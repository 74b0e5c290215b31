//! Area-chart grid of the regions that pay the most key taxes.
//!
//! Regions are ranked by their share of the growth in key-tax payments
//! between the first and last period. The configured exclusions are removed
//! and the top regions kept. For those regions the job emits the yearly tax
//! amounts (`areas`), their running sums in stacking order (`edges`) and the
//! grid order by last-period total (`order`).

use crate::config::Settings;
use crate::error::ReshapeResult;
use crate::logs::log_info_indent;
use crate::models::{Field, Key, RecordSet, WideTable};
use crate::transform::{
    cumulative_sum, derive, pivot, rank_rows, Derivation, FillMode, Filter, PivotSpec, RankOptions,
};

use super::{select, wide, ChartData, ChartKind, RUB_BN};

/// Source tax names and the short names used on the grid.
const TAX_SHORT_NAMES: [(&str, &str); 7] = [
    ("vat on sales", "vat"),
    ("minerals extraction tax", "mining"),
    ("corporate income tax full", "corporate"),
    ("additional income from hydrocarbon extraction tax", "hydrocarbon"),
    ("oil extraction tax", "oil"),
    ("gas extraction tax", "gas"),
    ("gas condensate extraction tax", "gas_condensate"),
];

/// One regional key-tax item; `main_only` keeps just the aggregate row (`r5=0`).
fn tax_item(r3: i64, r4: i64, main_only: bool) -> Filter {
    let mut parts = vec![
        Filter::code("i1").eq(1),
        Filter::code("r1").eq(3),
        Filter::code("r3").eq(r3),
        Filter::code("r4").eq(r4),
    ];
    if main_only {
        parts.push(Filter::code("r5").eq(0));
    }
    Filter::all(parts)
}

/// Regional payments of VAT, corporate income tax and extraction taxes, with
/// the extraction tax as one aggregate row.
fn ranking_taxes() -> Filter {
    Filter::any(vec![
        tax_item(3, 1, false),
        tax_item(7, 5, true),
        tax_item(1, 1, true),
        tax_item(7, 1, true),
    ])
}

/// Same taxes for the grid, with the extraction tax split into its oil, gas
/// and gas condensate sub-items. The aggregate row stays out of the stack.
fn area_taxes() -> Filter {
    Filter::any(vec![
        tax_item(3, 1, false),
        tax_item(7, 5, true),
        tax_item(1, 1, true),
        tax_item(7, 1, false),
    ])
}

/// Key-tax growth per region: `ranking` table with `difference` and `share` (%).
fn growth_ranking(records: &RecordSet, settings: &Settings) -> ReshapeResult<WideTable> {
    let (first, last) = (settings.first_period, settings.last_period);
    let filter = ranking_taxes().and(Filter::periods(&[first, last]));
    let taxes = select(records, &filter, "key tax");

    let spec = PivotSpec::new(&[Field::Entity, Field::Category], Field::Period);
    let mut by_tax = pivot(&taxes, &spec)?;
    for period in [first, last] {
        if by_tax.column_position(&Key::from(period)).is_none() {
            by_tax.set_column(period, vec![None; by_tax.len()]);
        }
    }
    derive(&mut by_tax, "difference", &Derivation::difference(last, first))?;

    let mut totals = by_tax
        .select(&[Key::from("difference")])?
        .group_sum(&[Field::Entity])?;
    derive(
        &mut totals,
        "share",
        &Derivation::ShareOfTotal { column: "difference".into(), scale: 100.0 },
    )?;
    derive(&mut totals, "share", &Derivation::scale("share", 1.0, Some(1)))?;

    let options = RankOptions::top(settings.donor.limit).excluding(&settings.donor.exclude);
    rank_rows(&totals, &"share".into(), Field::Entity, &options)
}

pub fn donor_areas(records: &RecordSet, settings: &Settings) -> ReshapeResult<ChartData> {
    let ranking = growth_ranking(records, settings)?;
    let regions: Vec<String> = ranking.rows().iter().map(|r| r.level(0).to_string()).collect();
    log_info_indent(format!("{} regions selected", regions.len()), 1);

    let filter = area_taxes().and(Filter::entities(&regions));
    let taxes = select(records, &filter, "selected region tax");

    let mut table = wide(&taxes, &[Field::Period, Field::Entity], FillMode::Zero)?;

    // short-named copies in RUB bn; taxes a region never paid are zero
    for (source, short) in TAX_SHORT_NAMES {
        let source = Key::from(source);
        if table.column_position(&source).is_none() {
            table.set_column(source.clone(), vec![Some(0.0); table.len()]);
        }
        derive(&mut table, short, &Derivation::scale(source, RUB_BN, Some(1)))?;
    }

    let order: Vec<Key> = settings.donor.stacking_order.iter().map(|t| Key::from(t.as_str())).collect();
    // refunds make a tax negative; the areas start at zero
    for layer in &order {
        derive(&mut table, layer, &Derivation::ClipLower { column: layer.clone(), min: 0.0 })?;
    }
    let areas = table.select(&order)?;

    let grid = grid_order(&areas, settings.last_period)?;
    let grid_keys: Vec<Key> = grid.rows().iter().map(|r| r.level(0).clone()).collect();

    let areas = areas.reindex_level(Field::Entity, &grid_keys)?;
    let edges = cumulative_sum(&areas, &order)?;

    Ok(ChartData::new(ChartKind::DonorAreas)
        .with_table("areas", areas)
        .with_table("edges", edges)
        .with_table("order", grid)
        .with_table("ranking", ranking))
}

/// Regions by their whole-number last-period total, largest first.
fn grid_order(areas: &WideTable, last_period: i32) -> ReshapeResult<WideTable> {
    let mut last = areas.cross_section(Field::Period, &Key::from(last_period))?;
    let layers = last.columns().to_vec();
    derive(&mut last, "total", &Derivation::Sum { columns: layers })?;
    derive(&mut last, "total", &Derivation::Truncate { column: "total".into() })?;

    let mut order = last.select(&[Key::from("total")])?;
    order.sort_by_column(&"total".into(), true)?;
    Ok(order)
}
impl WideTable {
    pub fn new(index: Vec<Field>, columns: Vec<Key>) -> Self {
        Self {
            index,
            columns,
            label_columns: Vec::new(),
            rows: Vec::new(),
        }
    }

    /// Append a row. The caller guarantees key uniqueness and cell count.
    pub(crate) fn push_row(&mut self, key: RowKey, cells: Vec<Option<f64>>) {
        debug_assert_eq!(cells.len(), self.columns.len());
        debug_assert_eq!(key.0.len(), self.index.len());
        let labels = vec![None; self.label_columns.len()];
        self.rows.push(Row { key, cells, labels });
    }

    pub fn index(&self) -> &[Field] {
        &self.index
    }

    pub fn columns(&self) -> &[Key] {
        &self.columns
    }

    pub fn label_columns(&self) -> &[String] {
        &self.label_columns
    }

    pub fn rows(&self) -> &[Row] {
        &self.rows
    }

    pub fn len(&self) -> usize {
        self.rows.len()
    }

    pub fn is_empty(&self) -> bool {
        self.rows.is_empty()
    }

    // -------------------------------------------------------------------------
    // Lookup
    // -------------------------------------------------------------------------

    pub fn column_position(&self, column: &Key) -> Option<usize> {
        self.columns.iter().position(|c| c == column)
    }

    /// Position of `column`, or a [`SchemaError::MissingColumn`].
    pub fn require_column(&self, column: &Key) -> Result<usize, SchemaError> {
        self.column_position(column)
            .ok_or_else(|| SchemaError::MissingColumn(column.to_string()))
    }

    /// Position of an index field.
    pub fn level_position(&self, field: Field) -> ReshapeResult<usize> {
        self.index
            .iter()
            .position(|f| *f == field)
            .ok_or_else(|| ReshapeError::UnknownKey(format!("index level {}", field)))
    }

    fn label_position(&self, name: &str) -> Option<usize> {
        self.label_columns.iter().position(|c| c == name)
    }

    pub fn row(&self, key: &RowKey) -> Option<&Row> {
        self.rows.iter().find(|r| &r.key == key)
    }

    /// Cell value at `(key, column)`; `None` when absent or either key is unknown.
    pub fn value(&self, key: &RowKey, column: &Key) -> Option<f64> {
        let pos = self.column_position(column)?;
        self.row(key).and_then(|r| r.cells[pos])
    }

    /// All cells of one column, in row order.
    pub fn column_values(&self, column: &Key) -> Result<Vec<Option<f64>>, SchemaError> {
        let pos = self.require_column(column)?;
        Ok(self.rows.iter().map(|r| r.cells[pos]).collect())
    }

    /// Label at row position `row` of label column `name`.
    pub fn label(&self, row: usize, name: &str) -> Option<&str> {
        let pos = self.label_position(name)?;
        self.rows.get(row)?.labels[pos].as_deref()
    }

    // -------------------------------------------------------------------------
    // Columns
    // -------------------------------------------------------------------------

    /// Replace `column` or append it when new. `values` follows row order.
    pub fn set_column(&mut self, column: impl Into<Key>, values: Vec<Option<f64>>) {
        debug_assert_eq!(values.len(), self.rows.len());
        let column = column.into();
        match self.column_position(&column) {
            Some(pos) => {
                for (row, v) in self.rows.iter_mut().zip(values) {
                    row.cells[pos] = v;
                }
            }
            None => {
                self.columns.push(column);
                for (row, v) in self.rows.iter_mut().zip(values) {
                    row.cells.push(v);
                }
            }
        }
    }

    /// Replace label column `name` or append it when new.
    pub fn set_label_column(&mut self, name: impl Into<String>, values: Vec<Option<String>>) {
        debug_assert_eq!(values.len(), self.rows.len());
        let name = name.into();
        match self.label_position(&name) {
            Some(pos) => {
                for (row, v) in self.rows.iter_mut().zip(values) {
                    row.labels[pos] = v;
                }
            }
            None => {
                self.label_columns.push(name);
                for (row, v) in self.rows.iter_mut().zip(values) {
                    row.labels.push(v);
                }
            }
        }
    }

    /// Keep only `columns`, in the given order. Label columns are kept.
    pub fn select(&self, columns: &[Key]) -> Result<WideTable, SchemaError> {
        let positions = columns
            .iter()
            .map(|c| self.require_column(c))
            .collect::<Result<Vec<_>, _>>()?;

        let rows = self
            .rows
            .iter()
            .map(|r| Row {
                key: r.key.clone(),
                cells: positions.iter().map(|&p| r.cells[p]).collect(),
                labels: r.labels.clone(),
            })
            .collect();

        Ok(WideTable {
            index: self.index.clone(),
            columns: columns.to_vec(),
            label_columns: self.label_columns.clone(),
            rows,
        })
    }

    /// Rename columns; names not present are ignored.
    pub fn rename(&mut self, mapping: &[(Key, Key)]) {
        for (from, to) in mapping {
            if let Some(pos) = self.column_position(from) {
                self.columns[pos] = to.clone();
            }
        }
    }

    /// Apply `f` to every present cell of `columns` (all columns when `None`).
    pub fn map_values<F>(&mut self, columns: Option<&[Key]>, f: F) -> Result<(), SchemaError>
    where
        F: Fn(f64) -> f64,
    {
        let positions: Vec<usize> = match columns {
            Some(cols) => cols
                .iter()
                .map(|c| self.require_column(c))
                .collect::<Result<_, _>>()?,
            None => (0..self.columns.len()).collect(),
        };
        for row in &mut self.rows {
            for &p in &positions {
                row.cells[p] = row.cells[p].map(&f);
            }
        }
        Ok(())
    }

    /// Reorder columns by their mean over present cells, largest first.
    ///
    /// Columns with no present cells go last; ties keep their order.
    pub fn reorder_columns_by_mean(&mut self) {
        let means: Vec<Option<f64>> = (0..self.columns.len())
            .map(|p| {
                let present: Vec<f64> = self.rows.iter().filter_map(|r| r.cells[p]).collect();
                if present.is_empty() {
                    None
                } else {
                    Some(present.iter().sum::<f64>() / present.len() as f64)
                }
            })
            .collect();

        let mut order: Vec<usize> = (0..self.columns.len()).collect();
        order.sort_by(|&a, &b| descending(means[a], means[b]));

        self.columns = order.iter().map(|&p| self.columns[p].clone()).collect();
        for row in &mut self.rows {
            row.cells = order.iter().map(|&p| row.cells[p]).collect();
        }
    }

    // -------------------------------------------------------------------------
    // Rows
    // -------------------------------------------------------------------------

    /// Stable sort by a column; absent values go last.
    pub fn sort_by_column(&mut self, column: &Key, descending_order: bool) -> Result<(), SchemaError> {
        let pos = self.require_column(column)?;
        self.rows.sort_by(|a, b| {
            if descending_order {
                descending(a.cells[pos], b.cells[pos])
            } else {
                ascending(a.cells[pos], b.cells[pos])
            }
        });
        Ok(())
    }

    /// Stable sort with a caller comparator.
    pub fn sort_rows_by<F>(&mut self, compare: F)
    where
        F: FnMut(&Row, &Row) -> Ordering,
    {
        self.rows.sort_by(compare);
    }

    pub fn retain_rows<F>(&mut self, keep: F)
    where
        F: FnMut(&Row) -> bool,
    {
        self.rows.retain(keep);
    }

    /// Drop rows with any absent numeric cell.
    pub fn drop_incomplete(&mut self) {
        self.rows.retain(|r| r.cells.iter().all(Option::is_some));
    }

    pub fn truncate(&mut self, len: usize) {
        self.rows.truncate(len);
    }

    /// Rows whose `field` level equals `key`, with that level removed.
    pub fn cross_section(&self, field: Field, key: &Key) -> ReshapeResult<WideTable> {
        let level = self.level_position(field)?;

        let mut index = self.index.clone();
        index.remove(level);

        let rows: Vec<Row> = self
            .rows
            .iter()
            .filter(|r| r.level(level) == key)
            .map(|r| {
                let mut keys = r.key.0.clone();
                keys.remove(level);
                Row {
                    key: RowKey(keys),
                    cells: r.cells.clone(),
                    labels: r.labels.clone(),
                }
            })
            .collect();

        if rows.is_empty() {
            return Err(ReshapeError::UnknownKey(format!("{} = {}", field, key)));
        }

        Ok(WideTable {
            index,
            columns: self.columns.clone(),
            label_columns: self.label_columns.clone(),
            rows,
        })
    }

    /// Order rows by the position of their `field` level in `order`.
    ///
    /// Rows whose level is not listed are dropped. Relative order within one
    /// level value is preserved.
    pub fn reindex_level(&self, field: Field, order: &[Key]) -> ReshapeResult<WideTable> {
        let level = self.level_position(field)?;
        let rank: HashMap<&Key, usize> = order.iter().enumerate().map(|(i, k)| (k, i)).collect();
        if rank.len() != order.len() {
            return Err(ReshapeError::InvalidOrdering(format!(
                "order for {} repeats a key",
                field
            )));
        }

        let mut ranked: Vec<(usize, &Row)> = self
            .rows
            .iter()
            .filter_map(|r| rank.get(r.level(level)).map(|&i| (i, r)))
            .collect();
        ranked.sort_by_key(|(i, _)| *i);

        Ok(WideTable {
            index: self.index.clone(),
            columns: self.columns.clone(),
            label_columns: self.label_columns.clone(),
            rows: ranked.into_iter().map(|(_, r)| r.clone()).collect(),
        })
    }

    /// Left join `columns` and `labels` of `other` onto this table.
    ///
    /// Every index field of `other` must be an index field of `self`; rows are
    /// matched on those fields. Unmatched rows get absent cells.
    pub fn join(&self, other: &WideTable, columns: &[Key], labels: &[&str]) -> ReshapeResult<WideTable> {
        let levels = other
            .index
            .iter()
            .map(|f| self.level_position(*f))
            .collect::<ReshapeResult<Vec<usize>>>()?;

        for column in columns {
            if self.column_position(column).is_some() {
                return Err(ReshapeError::DuplicateKey {
                    row: "join".to_string(),
                    column: column.to_string(),
                });
            }
        }

        let col_positions = columns
            .iter()
            .map(|c| other.require_column(c))
            .collect::<Result<Vec<_>, _>>()?;
        let label_positions = labels
            .iter()
            .map(|l| {
                other
                    .label_position(l)
                    .ok_or_else(|| SchemaError::MissingColumn(l.to_string()))
            })
            .collect::<Result<Vec<_>, _>>()?;

        let lookup: HashMap<&RowKey, &Row> = other.rows.iter().map(|r| (&r.key, r)).collect();

        let mut joined = self.clone();
        joined.columns.extend(columns.iter().cloned());
        joined.label_columns.extend(labels.iter().map(|l| l.to_string()));

        for row in &mut joined.rows {
            let projected = RowKey(levels.iter().map(|&l| row.key.0[l].clone()).collect());
            let matched = lookup.get(&projected);
            for &p in &col_positions {
                row.cells.push(matched.and_then(|m| m.cells[p]));
            }
            for &p in &label_positions {
                row.labels.push(matched.and_then(|m| m.labels[p].clone()));
            }
        }

        Ok(joined)
    }

    /// Collapse rows onto the `keep` index fields, summing every column.
    ///
    /// A cell is absent only when all collapsed cells are absent.
    pub fn group_sum(&self, keep: &[Field]) -> ReshapeResult<WideTable> {
        let levels = keep
            .iter()
            .map(|f| self.level_position(*f))
            .collect::<ReshapeResult<Vec<usize>>>()?;

        let mut groups: BTreeMap<RowKey, Vec<Option<f64>>> = BTreeMap::new();
        for row in &self.rows {
            let key = RowKey(levels.iter().map(|&l| row.key.0[l].clone()).collect());
            let acc = groups
                .entry(key)
                .or_insert_with(|| vec![None; self.columns.len()]);
            for (slot, cell) in acc.iter_mut().zip(&row.cells) {
                if let Some(v) = cell {
                    *slot = Some(slot.unwrap_or(0.0) + v);
                }
            }
        }

        let mut table = WideTable::new(keep.to_vec(), self.columns.clone());
        for (key, cells) in groups {
            table.push_row(key, cells);
        }
        Ok(table)
    }

    // -------------------------------------------------------------------------
    // Output
    // -------------------------------------------------------------------------

    /// Row-oriented JSON: one object per row with index, column and label fields.
    pub fn to_json_records(&self) -> Vec<Value> {
        self.rows
            .iter()
            .map(|row| {
                let mut obj = Map::new();
                for (field, key) in self.index.iter().zip(&row.key.0) {
                    obj.insert(field.name().to_string(), json!(key));
                }
                for (column, cell) in self.columns.iter().zip(&row.cells) {
                    obj.insert(column.to_string(), json!(cell));
                }
                for (name, label) in self.label_columns.iter().zip(&row.labels) {
                    obj.insert(name.clone(), json!(label));
                }
                Value::Object(obj)
            })
            .collect()
    }

    /// Write the table as CSV; absent cells are empty.
    pub fn write_csv<W: Write>(&self, writer: W) -> Result<(), csv::Error> {
        let mut out = csv::Writer::from_writer(writer);

        let mut header: Vec<String> = self.index.iter().map(|f| f.name().to_string()).collect();
        header.extend(self.columns.iter().map(|c| c.to_string()));
        header.extend(self.label_columns.iter().cloned());
        out.write_record(&header)?;

        for row in &self.rows {
            let mut record: Vec<String> = row.key.0.iter().map(|k| k.to_string()).collect();
            record.extend(row.cells.iter().map(|c| c.map(|v| v.to_string()).unwrap_or_default()));
            record.extend(row.labels.iter().map(|l| l.clone().unwrap_or_default()));
            out.write_record(&record)?;
        }

        out.flush()?;
        Ok(())
    }
}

○ ○ ○

▶ [Your assignment]:
Please copy every line of the data that carries the string "PivotSpec".

▶ [Expected answer]:
    cumulative_sum, derive, pivot, rank_rows, Derivation, FillMode, Filter, PivotSpec, RankOptions,
    let spec = PivotSpec::new(&[Field::Entity, Field::Category], Field::Period);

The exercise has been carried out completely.